While this may seem like a purely selfish act, it would be lovely for us not to think about content disposition, and browser support, and header specifications at all when an awesome storage package such as this can do it for us 😄 !

[Chrescht]

I am also having issues with letters like "é" when uploading a file.
(Apache will throw a 500 error which quite brutal I think.)

[Chrescht]

@vdboor can you please shine some light on this? I'm surprised this is not getting more attention. Or maybe everybody else only uses ascii for their filenames.

[asfaltboy]

Note that _encode_filename_header already provides solutions for some user agents with simple encoding to UTF-8.

We ought to build a list of clients where this doesn't work to support our use case. Sadly I have note noted (and can't recall) my exact use case. @Chrescht by Apache did you mean Apache Benchmark, or Java Apache HttpClient, or something else?

By the way, this is a relatively small project that seems to accept contributions. We can start by writing some (failing) e2e tests with e.g microsoft/playwright (this one allows computing suggested filename on the fly too).

[Chrescht]

@asfaltboy I'm talking about the apache web server. The original error comes from Django not being able to handle the provided filname.

I'm not asking about any user agents. My issue is with upload files named e.g. "carte d'identité", the letter é will cause trouble here because the default encoding won't know how to handle it.
How to deal with this without having to write some custom filename cleaning filter?

[asfaltboy]

Sorry I still don't get it, do you mean you run a Django app behind Apache httpd server? And when a user requests a file download, the response's content-disposition header breaks the http server, or what?

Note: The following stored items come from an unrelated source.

//! vAMM settlement simulation.
//!
//! Walks one pool through swaps, TWAP pricing, margin changes, funding and
//! position round trips against the in-memory store and ledger.

use perps_vamm::*;
use rust_decimal::Decimal;
use rust_decimal_macros::dec;

type SimEngine = Engine<PostedPriceOracle, VaultLedger>;

const BLOCK_MS: i64 = 6_000;

fn main() {
    env_logger::Builder::from_env(env_logger::Env::default().default_filter_or("info")).init();

    println!("vAMM Settlement Simulation");
    println!("One Pool, Isolated Margin, Virtual Reserves\n");

    let scenarios: [(&str, fn() -> Result<(), EngineError>); 5] = [
        ("pool pricing", scenario_1_pool_pricing),
        ("position round trip", scenario_2_round_trip),
        ("price impact and margin", scenario_3_price_impact),
        ("funding settlement", scenario_4_funding),
        ("limits", scenario_5_limits),
    ];
    for (name, scenario) in scenarios {
        if let Err(err) = scenario() {
            eprintln!("scenario '{}' failed: {}", name, err);
            std::process::exit(1);
        }
    }

    println!("\nAll simulations completed successfully.");
}

fn btc() -> Result<TokenPair, EngineError> {
    Ok(TokenPair::new("ubtc", "unusd")?)
}

fn trader(name: &str) -> Result<TraderAddr, EngineError> {
    Ok(TraderAddr::new(name)?)
}

fn leverage(value: Decimal) -> Result<Leverage, EngineError> {
    Leverage::new(value).ok_or(EngineError::InvalidLeverage {
        leverage: value,
        max_leverage: Decimal::ZERO,
    })
}

/// Pool at 1e6/1e6 with mark 1, the index posted at `index`, and funded traders.
fn setup(
    index: Decimal,
    traders: &[&TraderAddr],
) -> Result<(SimEngine, Context<MemStore>), EngineError> {
    let pair = btc()?;
    let mut oracle = PostedPriceOracle::new();
    let start = Timestamp::from_millis(1_700_000_000_000);
    oracle.set_time(start);
    oracle.post_price(&pair, index, start.saturating_add(chrono::Duration::days(1)))?;

    let mut ledger = VaultLedger::new();
    for t in traders {
        ledger.fund_account(t, &Coin::new("unusd", dec!(1000)))?;
    }

    let engine = Engine::new(EngineConfig::default(), oracle, ledger)?;
    let mut ctx = engine.new_context(MemStore::new()).with_block(1, start);
    engine.create_pool(&mut ctx, pair, dec!(0.1), dec!(1_000_000), dec!(1_000_000), dec!(0.1), None)?;
    ctx.advance_block(BLOCK_MS);
    Ok((engine, ctx))
}

/// Spot, base-asset and TWAP prices on a fresh pool.
fn scenario_1_pool_pricing() -> Result<(), EngineError> {
    println!("Scenario 1: Pool Pricing\n");

    let (engine, ctx) = setup(dec!(1), &[])?;
    let pair = btc()?;
    let keeper = engine.vpool_keeper();

    let pool = keeper.get_pool(&ctx, &pair)?;
    println!("  Reserves: {} quote / {} base", pool.quote_asset_reserve, pool.base_asset_reserve);
    println!("  Spot price: {}", keeper.get_spot_price(&ctx, &pair)?);
    println!(
        "  Selling 10 base returns {} quote",
        keeper.get_base_asset_price(&ctx, &pair, Direction::AddToPool, dec!(10))?
    );
    println!(
        "  Spot TWAP over the lookback: {}\n",
        keeper.get_spot_twap(&ctx, &pair, engine.config().params.twap_lookback_window())?
    );
    Ok(())
}

/// Open a long, close it in the next block, compare balances.
fn scenario_2_round_trip() -> Result<(), EngineError> {
    println!("Scenario 2: Position Round Trip\n");

    let alice = trader("nibi1alice")?;
    let (mut engine, mut ctx) = setup(dec!(1), &[&alice])?;
    let pair = btc()?;

    let opened = engine.open_position(&mut ctx, &alice, &pair, Side::Long, dec!(100), leverage(dec!(5))?, Decimal::ZERO)?;
    println!("  Alice opens {} base for {} quote at 5x", opened.exchanged_size, opened.exchanged_quote);
    println!("  Mark after open: {}", engine.vpool_keeper().get_pool(&ctx, &pair)?.mark_price());

    ctx.advance_block(BLOCK_MS);
    let closed = engine.close_position(&mut ctx, &alice, &pair)?;
    println!("  Alice closes for {} quote, realized PnL {}", closed.exchanged_quote, closed.realized_pnl);
    println!("  Balance: {}, vault: {}\n", engine.bank().balance(&alice, "unusd"), engine.bank().vault_balance("unusd"));
    Ok(())
}

/// A second trader moves the curve; the first one's margin ratio and free collateral follow.
fn scenario_3_price_impact() -> Result<(), EngineError> {
    println!("Scenario 3: Price Impact and Margin\n");

    let alice = trader("nibi1alice")?;
    let bob = trader("nibi1bob")?;
    let (mut engine, mut ctx) = setup(dec!(1), &[&alice, &bob])?;
    let pair = btc()?;

    engine.open_position(&mut ctx, &alice, &pair, Side::Long, dec!(100), leverage(dec!(10))?, Decimal::ZERO)?;
    ctx.advance_block(BLOCK_MS);
    engine.open_position(&mut ctx, &bob, &pair, Side::Long, dec!(500), leverage(dec!(10))?, Decimal::ZERO)?;
    ctx.advance_block(BLOCK_MS);

    let position = engine.get_position(&ctx, &pair, &alice)?;
    let spot = engine.position_notional_and_unrealized_pnl(&ctx, &position, PnlCalcOption::SpotPrice)?;
    println!("  Alice notional {}, unrealized PnL {}", spot.position_notional, spot.unrealized_pnl);
    println!("  Margin ratio: {}", engine.get_margin_ratio(&ctx, &position)?);

    let free = engine.calc_free_collateral(&ctx, &position)?;
    println!("  Free collateral: {}", free);

    let too_much = Coin::new("unusd", free + dec!(1));
    match engine.remove_margin(&mut ctx, &alice, &pair, too_much) {
        Err(EngineError::InsufficientFreeCollateral(left)) => {
            println!("  Removing {} rejected, free collateral would be {}", free + dec!(1), left)
        }
        Err(err) => return Err(err),
        Ok(_) => println!("  Removal unexpectedly accepted"),
    }
    if free > Decimal::ZERO {
        let out = engine.remove_margin(&mut ctx, &alice, &pair, Coin::new("unusd", free))?;
        println!("  Removed {}, margin now {}\n", out.margin_out, out.position.margin);
    } else {
        println!();
    }
    Ok(())
}

/// Mark above index: longs pay, and it shows up in the next margin computation.
fn scenario_4_funding() -> Result<(), EngineError> {
    println!("Scenario 4: Funding Settlement\n");

    let alice = trader("nibi1alice")?;
    let (mut engine, mut ctx) = setup(dec!(0.95), &[&alice])?;
    let pair = btc()?;

    engine.open_position(&mut ctx, &alice, &pair, Side::Long, dec!(100), leverage(dec!(2))?, Decimal::ZERO)?;

    let interval = engine.config().params.funding_interval_ms;
    ctx.advance_block(interval);
    let expiry = ctx.block_time().saturating_add(chrono::Duration::days(1));
    engine.oracle_mut().set_time(ctx.block_time());
    engine.oracle_mut().post_price(&pair, dec!(0.95), expiry)?;

    let funding = engine.settle_funding(&mut ctx, &pair)?;
    println!("  Mark TWAP {}, index {}", funding.mark_twap, funding.index_price);
    println!("  Premium fraction {}, cumulative {}", funding.premium_fraction, funding.cumulative_premium_fraction);

    let position = engine.get_position(&ctx, &pair, &alice)?;
    let remain = engine.calc_remain_margin_with_funding_payment(&ctx, &position, Decimal::ZERO)?;
    println!("  Alice owes {}, margin after funding {}\n", remain.funding_payment, remain.margin);
    Ok(())
}

/// Trade limit, fluctuation limit and leverage rejections.
fn scenario_5_limits() -> Result<(), EngineError> {
    println!("Scenario 5: Limits\n");

    let alice = trader("nibi1alice")?;
    let (mut engine, mut ctx) = setup(dec!(1), &[&alice])?;
    let pair = btc()?;
    let keeper = *engine.vpool_keeper();

    // trade limit is 10% of the quote reserve
    match keeper.swap_quote_for_base(&mut ctx, &pair, Direction::AddToPool, dec!(200_000), Decimal::ZERO) {
        Err(err) => println!("  200000 quote swap rejected: {}", err),
        Ok(_) => println!("  200000 quote swap accepted"),
    }
    // mark would reach 1.1236 against a 10% band
    match keeper.swap_quote_for_base(&mut ctx, &pair, Direction::AddToPool, dec!(60_000), Decimal::ZERO) {
        Err(err) => println!("  60000 quote swap rejected: {}", err),
        Ok(_) => println!("  60000 quote swap accepted"),
    }

    let before = engine.bank().balance(&alice, "unusd");
    match engine.open_position(&mut ctx, &alice, &pair, Side::Long, dec!(100), leverage(dec!(20))?, Decimal::ZERO) {
        Err(err) => println!("  20x rejected: {}", err),
        Ok(_) => println!("  20x accepted"),
    }
    println!("  Balance untouched: {}\n", engine.bank().balance(&alice, "unusd") == before);
    Ok(())
}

Can you describe your use case step-by step please 🙏 ?

[Chrescht]

@asfaltboy of course, here you go:
Yes, I'm running Django behind an apache server but this is about django-private-storage and uploading a file with non-ascii characters:

1. PrivateFleField in my model: id_file = PrivateFileField(upload_to='id/', max_file_size=size_3mb, null=True, blank=True) and add it to a form.
2. upload a PDF file with filename containing the character é as an example: "carte d'identité.pdf"
3. Django throws an UnicodeEncodeError

UnicodeEncodeError at /url_removed/

'ascii' codec can't encode character '\xe9' in position 56: ordinal not in range(128)

Request Method: 	POST
Request URL: 	url_removed
Django Version: 	3.2
Exception Type: 	UnicodeEncodeError
Exception Value: 	

'ascii' codec can't encode character '\xe9' in position 56: ordinal not in range(128)

Python 3.8.5 and Django 3.2

[asfaltboy]

I think we're talking about two different issues, from the above it looks to be that you're having an error during the POST (as you mention while uploading), while my issues is about PrivateStorageDetailView which is the view that serves the download of the private file after it's already been uploaded (it doesn't even implement the post method).

You may want to open a separate issue, and probably ought to include the error traceback to aid debugging.

[Chrescht]

You're right, I opened a new ticket #69.